HPE 9000 and HPE e3000 Servers
1751966 Members
4626 Online
108783 Solutions
New Discussion юеВ

system on line with a cpu failure

 
SOLVED
Go to solution
Kirk Reindl
Frequent Advisor

system on line with a cpu failure

I had a couple of general questions.

Let's say I'm running an rp7000 series server with HPUX 11.11 on it. Let's say it has 4 cpus. If anyone one of the cpus fails will the server continue to run without crashing??

I know the "old school" T520s will crash and de-configure the bad CPU. I wasn't sure if the newer generation servers worked differently.

Also, why does the server need to crash in the event of a cpu failure? Why can't it continue to work on the remaining cpus. Is it because applications are multi-threaded?

Is there any OS/Hardware that can continue to run if a CPU fails.

Thanks
Kirk
4 REPLIES 4
Steven E. Protter
Exalted Contributor

Re: system on line with a cpu failure

Yes it will continue to run. You will notice a performance hit. On a 4 CPU system you might not notice unless your load factor is high.

If you run top, you will see one less cpu. Same deal with glance.
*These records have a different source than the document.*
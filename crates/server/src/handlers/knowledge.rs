use crate::{auth::is_staff_session, errors::AppError, state::AppState};
use axum::{
    extract::{Query, State},
    http::HeaderMap,
    Json,
};
use schoolchat::{
    classify::{build_keywords, detect_category, is_auto_category},
    ingest::run_smart_import,
    types::KnowledgeEntry,
};
use serde::{Deserialize, Serialize};
use serde_json::{json, Value};
use tracing::{info, warn};

// --- API Payloads ---

#[derive(Deserialize, Debug)]
pub struct KnowledgeUpsertRequest {
    #[serde(default)]
    pub id: Option<i64>,
    pub question: String,
    pub answer: String,
    #[serde(default)]
    pub keywords: Option<String>,
    #[serde(default)]
    pub category: Option<String>,
}

#[derive(Deserialize, Debug)]
pub struct DeleteParams {
    pub id: i64,
}

#[derive(Deserialize, Debug)]
pub struct SmartImportRequest {
    pub text: String,
}

#[derive(Serialize)]
pub struct SmartImportResponse {
    pub ok: bool,
    pub items: Vec<KnowledgeEntry>,
    pub count: usize,
}

/// Resolves caller-supplied metadata: explicit values are kept, sentinel or
/// blank values trigger the classifier.
fn resolve_metadata(
    question: &str,
    answer: &str,
    keywords: Option<&str>,
    category: Option<&str>,
) -> (String, String) {
    let final_category = if is_auto_category(category) {
        detect_category(question, answer).to_string()
    } else {
        category.unwrap_or_default().trim().to_string()
    };
    let final_keywords = match keywords {
        Some(kw) if !kw.trim().is_empty() => kw.to_string(),
        _ => build_keywords(&final_category, question, answer),
    };
    (final_category, final_keywords)
}

// --- Handlers ---

/// Handler for `GET /api/admin/knowledge`.
pub async fn list_knowledge_handler(
    State(app_state): State<AppState>,
    headers: HeaderMap,
) -> Result<Json<Value>, AppError> {
    if !is_staff_session(&headers) {
        return Err(AppError::Unauthorized);
    }
    let knowledge = app_state.store.list_all_knowledge().await?;
    Ok(Json(json!({ "ok": true, "knowledge": knowledge })))
}

/// Handler for `POST /api/admin/knowledge` (manual entry).
pub async fn create_knowledge_handler(
    State(app_state): State<AppState>,
    headers: HeaderMap,
    Json(payload): Json<KnowledgeUpsertRequest>,
) -> Result<Json<Value>, AppError> {
    if !is_staff_session(&headers) {
        return Err(AppError::Unauthorized);
    }
    if payload.question.trim().is_empty() || payload.answer.trim().is_empty() {
        return Err(AppError::BadRequest(
            "Question and answer are required".to_string(),
        ));
    }

    let (category, keywords) = resolve_metadata(
        &payload.question,
        &payload.answer,
        payload.keywords.as_deref(),
        payload.category.as_deref(),
    );
    let entry = app_state
        .store
        .insert_knowledge(&payload.question, &payload.answer, &keywords, &category)
        .await?;
    info!(id = entry.id, category = %entry.category, "Created knowledge entry");
    Ok(Json(json!({ "ok": true, "id": entry.id })))
}

/// Handler for `PUT /api/admin/knowledge`.
pub async fn update_knowledge_handler(
    State(app_state): State<AppState>,
    headers: HeaderMap,
    Json(payload): Json<KnowledgeUpsertRequest>,
) -> Result<Json<Value>, AppError> {
    if !is_staff_session(&headers) {
        return Err(AppError::Unauthorized);
    }
    let Some(id) = payload.id else {
        return Err(AppError::BadRequest(
            "ID, question and answer are required".to_string(),
        ));
    };
    if payload.question.trim().is_empty() || payload.answer.trim().is_empty() {
        return Err(AppError::BadRequest(
            "ID, question and answer are required".to_string(),
        ));
    }

    let (category, keywords) = resolve_metadata(
        &payload.question,
        &payload.answer,
        payload.keywords.as_deref(),
        payload.category.as_deref(),
    );
    app_state
        .store
        .update_knowledge(id, &payload.question, &payload.answer, &keywords, &category)
        .await?;
    Ok(Json(json!({ "ok": true })))
}

/// Handler for `DELETE /api/admin/knowledge?id=N`.
pub async fn delete_knowledge_handler(
    State(app_state): State<AppState>,
    headers: HeaderMap,
    Query(params): Query<DeleteParams>,
) -> Result<Json<Value>, AppError> {
    if !is_staff_session(&headers) {
        return Err(AppError::Unauthorized);
    }
    app_state.store.delete_knowledge(params.id).await?;
    Ok(Json(json!({ "ok": true })))
}

/// Handler for `POST /api/admin/knowledge/smart-import`.
///
/// Zero extracted pairs is a user-facing failure, not an exception: the
/// client is asked to add more detail. Upstream LLM errors are folded into
/// the same outcome.
pub async fn smart_import_handler(
    State(app_state): State<AppState>,
    headers: HeaderMap,
    Json(payload): Json<SmartImportRequest>,
) -> Result<Json<SmartImportResponse>, AppError> {
    if !is_staff_session(&headers) {
        return Err(AppError::Unauthorized);
    }
    if payload.text.trim().is_empty() {
        return Err(AppError::BadRequest("Text is required".to_string()));
    }

    let items = match &app_state.ai_provider {
        Some(ai) => match run_smart_import(&app_state.store, ai.as_ref(), &payload.text).await {
            Ok(items) => items,
            Err(e) => {
                warn!("Smart import extraction failed: {e}");
                Vec::new()
            }
        },
        None => {
            warn!("Smart import requested but no chat provider is configured.");
            Vec::new()
        }
    };

    if items.is_empty() {
        return Err(AppError::BadRequest(
            "ไม่สามารถแปลงข้อความเป็น Q&A ได้ กรุณาลองใหม่หรือเพิ่มเนื้อหาให้มากขึ้น".to_string(),
        ));
    }

    let count = items.len();
    Ok(Json(SmartImportResponse {
        ok: true,
        items,
        count,
    }))
}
EMS will not detect the problem and email you. This is the kind of thing you have to spot as a sysadmin.

SEP
Steven E Protter
Owner of ISN Corporation
http://isnamerica.com
http://hpuxconsulting.com
Sponsor: http://hpux.ws
Twitter: http://twitter.com/hpuxlinux
Founder http://newdatacloud.com
Jeff Schussele
Honored Contributor

Re: system on line with a cpu failure

Hi Kirk,

Most, if not all, of the time the system will panic. This is deliberate because the system may not be able to determine the resources that the failed CPU had allocated & will now never release. In fact this is what directly causes the panic. The timer pops on another CPU because it times out waiting for the resource that the failed CPU is *never* going to release.
I suppose that if a completely idle CPU failed, then there would be no need for a panic - but I suspect this happens rarely. If it's doing nothing, why would it fail?
Plus the reboot give the system the opportunity to deallocate the CPU.

My 2 cents,
Jeff
PERSEVERANCE -- Remember, whatever does not kill you only makes you stronger!
Pramod_4
Trusted Contributor

Re: system on line with a cpu failure

Kirk,

On HP servers with the processors PA8500 onwards, dynamic processor deallocation is possible. All processor except CPU0 (known as monarc processor) can be deallocated online with the product HP EMS and Support Tool Manager installed.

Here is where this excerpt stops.